**Your assignment**
With the first line as the start and the line containing "produced HTML string." as the end, write out every line of the records exactly.

**Listed entries**
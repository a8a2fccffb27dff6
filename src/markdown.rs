//! Markdown rendering boundary.
//!
//! Conversion is treated as a pure function `markdown → HTML`; everything
//! downstream (heading IDs, TOC) works on the produced HTML string.

use pulldown_cmark::{html, Options, Parser};

/// Render a markdown body to an HTML fragment.
pub fn to_html(markdown: &str) -> String {
    let mut options = Options::empty();
    options.insert(Options::ENABLE_TABLES);
    options.insert(Options::ENABLE_STRIKETHROUGH);
    options.insert(Options::ENABLE_FOOTNOTES);
    options.insert(Options::ENABLE_TASKLISTS);

    let parser = Parser::new_ext(markdown, options);
    let mut out = String::with_capacity(markdown.len() * 3 / 2);
    html::push_html(&mut out, parser);
    out
}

**Answer section**
repository a8a2fccffb27dff6
filename src/markdown.rs
//! Markdown rendering boundary.
//!
//! Conversion is treated as a pure function `markdown → HTML`; everything
//! downstream (heading IDs, TOC) works on the produced HTML string.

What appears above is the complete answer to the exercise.